Homélie du jeudi 10 décembre 2020 (Mt 11, 11-15)
Évangile de Jésus Christ selon saint Matthieu
En ce temps-là,
Jésus déclarait aux foules :
« Amen, je vous le dis :
Parmi ceux qui sont nés d’une femme,
personne ne s’est levé de plus grand que Jean le Baptiste ;
et cependant le plus petit dans le royaume des Cieux
est plus grand que lui.
Depuis les jours de Jean le Baptiste jusqu’à présent,
le royaume des Cieux subit la violence,
et des violents cherchent à s’en emparer.
Tous les Prophètes, ainsi que la Loi,
ont prophétisé jusqu’à Jean.
Et, si vous voulez bien comprendre,
c’est lui, le prophète Élie qui doit venir.
Celui qui a des oreilles,
qu’il entende ! »
– Acclamons la Parole de Dieu.
Homélie
“Depuis les jours [d’Isaïe et] de Jean le Baptiste jusqu’à présent, le royaume des Cieux subit la violence, et des violents cherchent à s’en emparer”.
En écoutant ces paroles, nous pensons spontanément aux violences subies par l’Église : les persécutions en Irak ou en Iran, les agressions médiatiques en Occident, les limitations de nos libertés quand elles surviennent.

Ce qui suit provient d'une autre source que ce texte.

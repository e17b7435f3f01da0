/// Error types for the CDP SDK.
///
/// Maps the remote service's `errorType` strings to [`HttpErrorType`] and
/// separates transport failures ([`CdpError::Network`]) from service-side
/// rejections ([`CdpError::Api`]). The split drives analytics: see
/// [`crate::analytics::is_trackable`].
use std::fmt;

use serde::{Deserialize, Serialize};
use thiserror::Error;

/// Classified error kinds returned by the CDP API, plus the client-side
/// network kinds the transport assigns when no response arrives.
#[derive(Debug, Clone, Copy, PartialEq, Eq, Hash, Serialize, Deserialize)]
#[serde(rename_all = "snake_case")]
pub enum HttpErrorType {
    AlreadyExists,
    BadGateway,
    FaucetLimitExceeded,
    Forbidden,
    IdempotencyError,
    InternalServerError,
    InvalidRequest,
    InvalidSqlQuery,
    MalformedTransaction,
    NotFound,
    PaymentMethodRequired,
    PolicyViolation,
    RateLimitExceeded,
    RequestCanceled,
    ServiceUnavailable,
    Timeout,
    Unauthorized,
    UnexpectedError,
    NetworkTimeout,
    NetworkConnectionFailed,
    NetworkIpBlocked,
    NetworkDnsFailure,
    #[serde(other)]
    Unknown,
}

impl HttpErrorType {
    pub fn as_str(&self) -> &'static str {
        match self {
            HttpErrorType::AlreadyExists => "already_exists",
            HttpErrorType::BadGateway => "bad_gateway",
            HttpErrorType::FaucetLimitExceeded => "faucet_limit_exceeded",
            HttpErrorType::Forbidden => "forbidden",
            HttpErrorType::IdempotencyError => "idempotency_error",
            HttpErrorType::InternalServerError => "internal_server_error",
            HttpErrorType::InvalidRequest => "invalid_request",
            HttpErrorType::InvalidSqlQuery => "invalid_sql_query",
            HttpErrorType::MalformedTransaction => "malformed_transaction",
            HttpErrorType::NotFound => "not_found",
            HttpErrorType::PaymentMethodRequired => "payment_method_required",
            HttpErrorType::PolicyViolation => "policy_violation",
            HttpErrorType::RateLimitExceeded => "rate_limit_exceeded",
            HttpErrorType::RequestCanceled => "request_canceled",
            HttpErrorType::ServiceUnavailable => "service_unavailable",
            HttpErrorType::Timeout => "timeout",
            HttpErrorType::Unauthorized => "unauthorized",
            HttpErrorType::UnexpectedError => "unexpected_error",
            HttpErrorType::NetworkTimeout => "network_timeout",
            HttpErrorType::NetworkConnectionFailed => "network_connection_failed",
            HttpErrorType::NetworkIpBlocked => "network_ip_blocked",
            HttpErrorType::NetworkDnsFailure => "network_dns_failure",
            HttpErrorType::Unknown => "unknown",
        }
    }

    /// Parse a wire `errorType`; unrecognized kinds map to [`HttpErrorType::Unknown`].
    pub fn parse(value: &str) -> Self {
        serde_json::from_value(serde_json::Value::String(value.to_string()))
            .unwrap_or(HttpErrorType::Unknown)
    }
}

impl fmt::Display for HttpErrorType {
    fn fmt(&self, f: &mut fmt::Formatter<'_>) -> fmt::Result {
        f.write_str(self.as_str())
    }
}

/// Transport-level detail attached to a [`CdpError::Network`].
#[derive(Debug, Clone, PartialEq, Eq, Default)]
pub struct NetworkDetails {
    pub code: Option<String>,
    pub retryable: bool,
}

/// The primary error type for the CDP SDK.
#[derive(Error, Debug)]
pub enum CdpError {
    /// Caller-supplied data failed validation before any request was made.
    #[error("Invalid input: {0}")]
    UserInputValidation(String),

    /// The service answered with a classified error.
    #[error("API error ({http_code} {error_type}): {message}")]
    Api {
        http_code: u16,
        error_type: HttpErrorType,
        message: String,
        correlation_id: Option<String>,
        error_link: Option<String>,
    },

    /// No usable response: timeout, refused connection, blocked IP.
    #[error("Network error ({error_type}): {message}")]
    Network {
        error_type: HttpErrorType,
        message: String,
        details: NetworkDetails,
    },

    #[error("Insufficient liquidity: {0}")]
    InsufficientLiquidity(String),

    #[error("Timed out: {0}")]
    Timeout(String),

    #[error("HTTP error: {0}")]
    HttpError(String),

    #[error("JSON error: {0}")]
    JsonError(String),

    #[error("Crypto error: {0}")]
    CryptoError(String),

    #[error("Configuration error: {0}")]
    Config(String),

    /// A method re-entered itself through its type-level handle and has no
    /// pass-through value to return.
    #[error("Re-entrant call to {0}")]
    ReentrantCall(&'static str),

    #[error("{0}")]
    Other(String),
}

impl CdpError {
    /// Build an API error from a status code and the decoded error body.
    pub fn api(http_code: u16, error_type: HttpErrorType, message: impl Into<String>) -> Self {
        CdpError::Api {
            http_code,
            error_type,
            message: message.into(),
            correlation_id: None,
            error_link: None,
        }
    }

    /// Build a network error.
    pub fn network(error_type: HttpErrorType, message: impl Into<String>, retryable: bool) -> Self {
        let code = match error_type {
            HttpErrorType::NetworkTimeout => Some("TIMEOUT".to_string()),
            HttpErrorType::NetworkConnectionFailed => Some("CONNECTION_FAILED".to_string()),
            HttpErrorType::NetworkIpBlocked => Some("IP_BLOCKED".to_string()),
            HttpErrorType::NetworkDnsFailure => Some("DNS_FAILURE".to_string()),
            _ => None,
        };
        CdpError::Network {
            error_type,
            message: message.into(),
            details: NetworkDetails { code, retryable },
        }
    }

    /// Returns the classified error kind for API and network errors.
    pub fn error_type(&self) -> Option<HttpErrorType> {
        match self {
            CdpError::Api { error_type, .. } | CdpError::Network { error_type, .. } => {
                Some(*error_type)
            }
            _ => None,
        }
    }

    /// Returns the HTTP status for API errors.
    pub fn http_code(&self) -> Option<u16> {
        match self {
            CdpError::Api { http_code, .. } => Some(*http_code),
            _ => None,
        }
    }

    /// Returns true if this error suggests retrying with backoff.
    pub fn is_retryable(&self) -> bool {
        match self {
            CdpError::Network { details, .. } => details.retryable,
            CdpError::Api {
                http_code,
                error_type,
                ..
            } => {
                matches!(http_code, 429 | 500 | 502 | 503 | 504)
                    || matches!(
                        error_type,
                        HttpErrorType::RateLimitExceeded
                            | HttpErrorType::BadGateway
                            | HttpErrorType::ServiceUnavailable
                    )
            }
            _ => false,
        }
    }
}

impl From<reqwest::Error> for CdpError {
    fn from(err: reqwest::Error) -> Self {
        if err.is_timeout() {
            CdpError::network(HttpErrorType::NetworkTimeout, err.to_string(), true)
        } else if err.is_connect() {
            CdpError::network(HttpErrorType::NetworkConnectionFailed, err.to_string(), true)
        } else if err.is_decode() {
            CdpError::JsonError(err.to_string())
        } else if err.is_request() {
            CdpError::network(HttpErrorType::NetworkConnectionFailed, err.to_string(), false)
        } else {
            CdpError::HttpError(err.to_string())
        }
    }
}

impl From<serde_json::Error> for CdpError {
    fn from(err: serde_json::Error) -> Self {
        CdpError::JsonError(err.to_string())
    }
}

impl From<url::ParseError> for CdpError {
    fn from(err: url::ParseError) -> Self {
        CdpError::Config(format!("URL parse error: {err}"))
    }
}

Et, de fait, Isaïe et Jean-Baptiste ont souffert de violences extérieures à l’Église : Elie a souffert de persécution, il a été condamné à mort. Jean-Baptiste a été décapité.
Mais dans l’Évangile selon Saint Matthieu, l’apôtre vise en premier lieu les tensions internes à l’Église. Chapitre après chapitre, il montre comment les différents groupes religieux (Sadducéens, Pharisiens, Hérodiens et Scribes) s'acharnent les uns après les autres, font des alliances étranges et finalement s’accordent pour prendre le Christ au piège et le faire condamner à mort.

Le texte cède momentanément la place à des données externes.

#![cfg(feature = "integration")]
/// Integration tests for the CDP SDK against the live API.
///
/// These tests require network access and `CDP_API_KEY_ID` / `CDP_API_KEY_SECRET`.
/// Run with: cargo test --features integration --test integration_tests -- --test-threads=1
use serial_test::serial;

use cdp_sdk::*;

const USDC_BASE: &str = "0x833589fCD6eDb6E08f4c7C32D4f71b54bdA02913";
const WETH_BASE: &str = "0x4200000000000000000000000000000000000006";
const TAKER: &str = "0x1234567890123456789012345678901234567890";

fn client() -> CdpClient {
    CdpClient::from_env().expect("CDP credentials in env")
}

#[tokio::test]
#[serial]
async fn test_create_and_list_end_users() {
    let client = client();
    let email = format!("cdp-sdk-rust-{}@example.com", uuid::Uuid::new_v4());

    let user = client
        .end_user()
        .create_end_user(CreateEndUserOptions {
            authentication_methods: vec![AuthenticationMethod::email(email)],
            ..Default::default()
        })
        .await
        .unwrap();
    assert!(!user.user_id.is_empty());

    let page = client
        .end_user()
        .list_end_users(ListEndUsersOptions {
            page_size: Some(5),
            sort: vec!["createdAt=desc".into()],
            ..Default::default()
        })
        .await
        .unwrap();
    assert!(!page.end_users.is_empty());
}

#[tokio::test]
#[serial]
async fn test_swap_price_and_quote() {
    let client = client();

    let price = client
        .evm()
        .get_swap_price(GetSwapPriceOptions {
            from_token: USDC_BASE.into(),
            to_token: WETH_BASE.into(),
            from_amount: "1000000".into(),
            network: Network::Base,
            taker: TAKER.into(),
            signer_address: None,
            gas_price: None,
            slippage_bps: Some(100),
        })
        .await
        .unwrap();
    assert!(price.liquidity_available);
    eprintln!("price ratio: {:?}", price.price_ratio());

    let quote = client
        .evm()
        .create_swap_quote(CreateSwapQuoteOptions {
            from_token: USDC_BASE.into(),
            to_token: WETH_BASE.into(),
            from_amount: "1000000".into(),
            network: Network::Base,
            taker: TAKER.into(),
            signer_address: None,
            gas_price: None,
            slippage_bps: Some(100),
            idempotency_key: None,
        })
        .await
        .unwrap();
    if let SwapQuote::Available(quote) = quote {
        assert!(quote.to().is_some());
    }
}

#[tokio::test]
#[serial]
async fn test_faucet_and_balances() {
    let client = client();
    let account = client.generate_account();

    let tx_hash = client
        .evm()
        .request_faucet(account.address(), Network::BaseSepolia, "eth")
        .await
        .unwrap();
    assert!(tx_hash.starts_with("0x"));

    let balances = client
        .evm()
        .list_token_balances(account.address(), Network::BaseSepolia, PageOptions::default())
        .await
        .unwrap();
    eprintln!("{} balances", balances.balances.len());
}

Cette violence interne est, de loin, la plus terrible. En méditant sur son propre cas, le cardinal Lubac disait que la souffrance imposée de l’extérieur est bien plus supportable que celle qui naît de l’intérieur de la communauté croyante. La trahison du frère et de l’ami est une épreuve redoutable.
Ainsi, la préoccupation de l’évangéliste Matthieu est que nous prenions en considération tout le négatif qui habite notre cœur : toute l'agressivité, l'envie, l'impatience qui s'expriment dans nos réflexes ; toutes les tristesses, les nostalgies et les regrets paralysants que nous laissons monter en nous.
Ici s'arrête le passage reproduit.